[Saved data entries]
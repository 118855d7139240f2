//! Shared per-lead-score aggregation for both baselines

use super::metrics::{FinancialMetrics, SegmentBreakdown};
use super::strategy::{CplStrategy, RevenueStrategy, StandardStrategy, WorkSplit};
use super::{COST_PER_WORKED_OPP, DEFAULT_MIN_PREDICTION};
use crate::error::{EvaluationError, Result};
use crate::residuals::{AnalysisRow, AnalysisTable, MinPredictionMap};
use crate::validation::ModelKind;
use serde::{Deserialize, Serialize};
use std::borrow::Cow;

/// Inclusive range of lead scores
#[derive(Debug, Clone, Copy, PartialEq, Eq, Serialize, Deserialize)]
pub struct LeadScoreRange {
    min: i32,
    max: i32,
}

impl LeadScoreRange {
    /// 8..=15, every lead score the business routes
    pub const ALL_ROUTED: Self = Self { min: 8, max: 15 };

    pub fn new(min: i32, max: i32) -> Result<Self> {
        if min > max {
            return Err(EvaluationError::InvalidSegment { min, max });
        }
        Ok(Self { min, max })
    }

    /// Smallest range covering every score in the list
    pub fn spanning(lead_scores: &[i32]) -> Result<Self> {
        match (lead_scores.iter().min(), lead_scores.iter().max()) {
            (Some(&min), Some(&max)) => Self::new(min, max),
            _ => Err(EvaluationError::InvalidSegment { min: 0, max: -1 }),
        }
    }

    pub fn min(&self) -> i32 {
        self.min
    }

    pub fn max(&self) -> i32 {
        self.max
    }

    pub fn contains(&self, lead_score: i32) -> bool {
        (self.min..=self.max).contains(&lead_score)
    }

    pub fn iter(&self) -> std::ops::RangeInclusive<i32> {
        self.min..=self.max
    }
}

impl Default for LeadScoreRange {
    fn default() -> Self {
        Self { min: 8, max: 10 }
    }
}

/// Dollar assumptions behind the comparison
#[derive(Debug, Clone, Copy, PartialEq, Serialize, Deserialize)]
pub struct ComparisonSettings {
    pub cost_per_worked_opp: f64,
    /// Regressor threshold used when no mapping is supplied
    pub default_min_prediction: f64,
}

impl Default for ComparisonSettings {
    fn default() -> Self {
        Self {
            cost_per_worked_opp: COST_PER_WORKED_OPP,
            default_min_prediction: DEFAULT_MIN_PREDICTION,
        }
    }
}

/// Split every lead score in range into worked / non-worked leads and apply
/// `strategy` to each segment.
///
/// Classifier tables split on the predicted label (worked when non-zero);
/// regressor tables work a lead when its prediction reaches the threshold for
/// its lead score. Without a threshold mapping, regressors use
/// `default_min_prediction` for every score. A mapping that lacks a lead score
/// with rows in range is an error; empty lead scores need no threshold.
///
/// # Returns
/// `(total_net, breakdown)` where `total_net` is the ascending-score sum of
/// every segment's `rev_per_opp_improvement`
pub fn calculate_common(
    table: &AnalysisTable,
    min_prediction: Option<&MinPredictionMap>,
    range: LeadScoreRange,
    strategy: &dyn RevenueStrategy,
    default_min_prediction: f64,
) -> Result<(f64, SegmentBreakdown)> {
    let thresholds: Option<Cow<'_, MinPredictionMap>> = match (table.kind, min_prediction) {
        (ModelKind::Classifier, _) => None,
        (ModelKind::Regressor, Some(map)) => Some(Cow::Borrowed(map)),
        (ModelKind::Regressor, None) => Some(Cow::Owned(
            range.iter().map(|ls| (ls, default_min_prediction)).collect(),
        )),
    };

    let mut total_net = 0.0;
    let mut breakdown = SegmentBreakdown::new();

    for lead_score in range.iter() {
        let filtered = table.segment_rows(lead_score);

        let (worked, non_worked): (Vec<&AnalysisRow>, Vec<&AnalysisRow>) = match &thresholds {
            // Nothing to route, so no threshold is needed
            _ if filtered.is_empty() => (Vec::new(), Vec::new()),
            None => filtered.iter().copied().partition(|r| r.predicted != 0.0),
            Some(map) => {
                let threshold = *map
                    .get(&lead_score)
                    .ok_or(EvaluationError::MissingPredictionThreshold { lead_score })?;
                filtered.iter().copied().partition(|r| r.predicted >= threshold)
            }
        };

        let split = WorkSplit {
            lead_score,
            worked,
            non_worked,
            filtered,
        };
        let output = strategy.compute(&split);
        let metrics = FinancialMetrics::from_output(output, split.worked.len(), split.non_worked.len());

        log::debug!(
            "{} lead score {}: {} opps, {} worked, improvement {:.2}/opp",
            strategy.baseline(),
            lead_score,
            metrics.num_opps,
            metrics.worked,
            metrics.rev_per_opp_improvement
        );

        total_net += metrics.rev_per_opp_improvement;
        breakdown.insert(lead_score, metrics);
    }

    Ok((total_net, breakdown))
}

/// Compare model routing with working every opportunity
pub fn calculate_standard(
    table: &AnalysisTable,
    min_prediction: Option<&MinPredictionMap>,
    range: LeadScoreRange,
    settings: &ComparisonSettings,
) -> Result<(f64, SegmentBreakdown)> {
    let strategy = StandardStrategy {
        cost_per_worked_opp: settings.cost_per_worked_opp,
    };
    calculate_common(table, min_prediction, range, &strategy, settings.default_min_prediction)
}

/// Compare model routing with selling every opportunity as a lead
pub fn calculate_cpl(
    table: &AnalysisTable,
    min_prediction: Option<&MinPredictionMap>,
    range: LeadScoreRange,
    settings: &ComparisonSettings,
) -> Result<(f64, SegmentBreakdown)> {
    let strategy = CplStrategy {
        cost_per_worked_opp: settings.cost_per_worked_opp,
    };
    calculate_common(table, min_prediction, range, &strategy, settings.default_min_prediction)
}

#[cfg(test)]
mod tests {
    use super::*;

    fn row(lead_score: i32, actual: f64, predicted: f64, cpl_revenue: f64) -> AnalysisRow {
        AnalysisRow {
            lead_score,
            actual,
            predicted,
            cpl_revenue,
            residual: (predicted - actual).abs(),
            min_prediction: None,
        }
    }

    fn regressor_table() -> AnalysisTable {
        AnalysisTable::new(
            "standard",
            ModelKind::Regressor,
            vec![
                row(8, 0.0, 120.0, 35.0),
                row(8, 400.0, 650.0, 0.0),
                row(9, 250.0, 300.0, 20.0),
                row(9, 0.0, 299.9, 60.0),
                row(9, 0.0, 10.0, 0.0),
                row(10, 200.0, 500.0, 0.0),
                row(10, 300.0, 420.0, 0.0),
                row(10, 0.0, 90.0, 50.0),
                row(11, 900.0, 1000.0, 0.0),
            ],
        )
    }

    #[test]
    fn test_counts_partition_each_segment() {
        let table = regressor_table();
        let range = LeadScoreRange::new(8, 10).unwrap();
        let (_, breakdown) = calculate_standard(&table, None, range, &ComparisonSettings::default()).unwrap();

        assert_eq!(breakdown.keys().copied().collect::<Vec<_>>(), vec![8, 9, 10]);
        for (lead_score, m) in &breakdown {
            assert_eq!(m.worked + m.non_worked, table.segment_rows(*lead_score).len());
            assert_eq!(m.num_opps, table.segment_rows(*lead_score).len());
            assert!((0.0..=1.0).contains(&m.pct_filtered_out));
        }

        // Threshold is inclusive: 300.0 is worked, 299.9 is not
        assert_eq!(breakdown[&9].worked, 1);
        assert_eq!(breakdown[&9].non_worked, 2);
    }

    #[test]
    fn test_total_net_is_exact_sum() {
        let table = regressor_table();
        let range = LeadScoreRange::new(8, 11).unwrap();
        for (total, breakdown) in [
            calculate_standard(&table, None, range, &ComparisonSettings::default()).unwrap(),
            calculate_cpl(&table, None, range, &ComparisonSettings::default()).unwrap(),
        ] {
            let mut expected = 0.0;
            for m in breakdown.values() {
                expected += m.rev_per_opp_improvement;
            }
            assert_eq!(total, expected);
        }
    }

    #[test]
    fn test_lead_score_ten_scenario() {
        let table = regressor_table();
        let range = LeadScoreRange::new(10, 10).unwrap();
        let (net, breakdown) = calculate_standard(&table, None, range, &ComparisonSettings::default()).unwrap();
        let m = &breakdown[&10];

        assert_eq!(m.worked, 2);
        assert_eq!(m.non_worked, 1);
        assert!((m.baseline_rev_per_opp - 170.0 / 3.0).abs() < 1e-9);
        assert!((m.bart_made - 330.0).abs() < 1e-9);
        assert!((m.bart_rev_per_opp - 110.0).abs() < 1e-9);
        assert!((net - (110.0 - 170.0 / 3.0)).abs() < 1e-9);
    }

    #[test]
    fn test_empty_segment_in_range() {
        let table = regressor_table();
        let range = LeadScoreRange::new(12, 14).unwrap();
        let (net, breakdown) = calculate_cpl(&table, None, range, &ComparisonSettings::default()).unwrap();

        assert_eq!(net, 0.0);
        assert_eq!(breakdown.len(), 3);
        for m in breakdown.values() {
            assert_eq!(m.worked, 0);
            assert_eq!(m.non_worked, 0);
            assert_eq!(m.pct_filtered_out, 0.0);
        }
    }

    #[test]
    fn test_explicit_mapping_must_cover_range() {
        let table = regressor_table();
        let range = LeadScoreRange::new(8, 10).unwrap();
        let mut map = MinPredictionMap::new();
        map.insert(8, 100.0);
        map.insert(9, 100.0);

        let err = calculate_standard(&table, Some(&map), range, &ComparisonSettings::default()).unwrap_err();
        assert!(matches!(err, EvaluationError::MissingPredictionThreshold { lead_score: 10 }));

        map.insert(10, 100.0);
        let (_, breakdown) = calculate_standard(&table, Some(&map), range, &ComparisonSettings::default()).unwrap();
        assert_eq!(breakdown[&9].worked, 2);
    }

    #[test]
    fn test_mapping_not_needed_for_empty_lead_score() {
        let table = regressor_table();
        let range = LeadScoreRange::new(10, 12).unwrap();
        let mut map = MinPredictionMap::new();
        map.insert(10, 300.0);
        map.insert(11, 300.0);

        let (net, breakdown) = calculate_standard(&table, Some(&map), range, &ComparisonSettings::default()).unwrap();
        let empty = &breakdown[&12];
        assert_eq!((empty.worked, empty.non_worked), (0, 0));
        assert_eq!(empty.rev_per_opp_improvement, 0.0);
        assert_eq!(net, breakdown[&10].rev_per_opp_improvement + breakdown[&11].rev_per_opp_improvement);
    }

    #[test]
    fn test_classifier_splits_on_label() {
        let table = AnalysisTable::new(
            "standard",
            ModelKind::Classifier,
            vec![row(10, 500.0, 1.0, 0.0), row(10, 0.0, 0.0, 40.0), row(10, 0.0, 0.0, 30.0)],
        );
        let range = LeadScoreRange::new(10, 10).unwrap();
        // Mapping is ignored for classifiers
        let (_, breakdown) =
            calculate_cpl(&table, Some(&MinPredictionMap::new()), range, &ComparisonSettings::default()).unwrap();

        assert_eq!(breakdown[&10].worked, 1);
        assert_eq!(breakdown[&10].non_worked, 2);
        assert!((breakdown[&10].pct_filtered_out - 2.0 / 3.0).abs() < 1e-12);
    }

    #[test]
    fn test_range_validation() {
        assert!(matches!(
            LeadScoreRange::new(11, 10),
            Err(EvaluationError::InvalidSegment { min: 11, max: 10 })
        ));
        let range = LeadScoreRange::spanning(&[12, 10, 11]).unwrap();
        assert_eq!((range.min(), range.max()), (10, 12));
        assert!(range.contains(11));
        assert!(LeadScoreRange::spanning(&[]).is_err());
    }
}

Exercise directions: Output all lines from the beginning of the data up to the line holding "pub fn max(&self)", that line included, exactly as written.

Your solution:
repository 118855d7139240f2
//! Shared per-lead-score aggregation for both baselines

use super::metrics::{FinancialMetrics, SegmentBreakdown};
use super::strategy::{CplStrategy, RevenueStrategy, StandardStrategy, WorkSplit};
use super::{COST_PER_WORKED_OPP, DEFAULT_MIN_PREDICTION};
use crate::error::{EvaluationError, Result};
use crate::residuals::{AnalysisRow, AnalysisTable, MinPredictionMap};
use crate::validation::ModelKind;
use serde::{Deserialize, Serialize};
use std::borrow::Cow;

/// Inclusive range of lead scores
#[derive(Debug, Clone, Copy, PartialEq, Eq, Serialize, Deserialize)]
pub struct LeadScoreRange {
    min: i32,
    max: i32,
}

impl LeadScoreRange {
    /// 8..=15, every lead score the business routes
    pub const ALL_ROUTED: Self = Self { min: 8, max: 15 };

    pub fn new(min: i32, max: i32) -> Result<Self> {
        if min > max {
            return Err(EvaluationError::InvalidSegment { min, max });
        }
        Ok(Self { min, max })
    }

    /// Smallest range covering every score in the list
    pub fn spanning(lead_scores: &[i32]) -> Result<Self> {
        match (lead_scores.iter().min(), lead_scores.iter().max()) {
            (Some(&min), Some(&max)) => Self::new(min, max),
            _ => Err(EvaluationError::InvalidSegment { min: 0, max: -1 }),
        }
    }

    pub fn min(&self) -> i32 {
        self.min
    }

    pub fn max(&self) -> i32 {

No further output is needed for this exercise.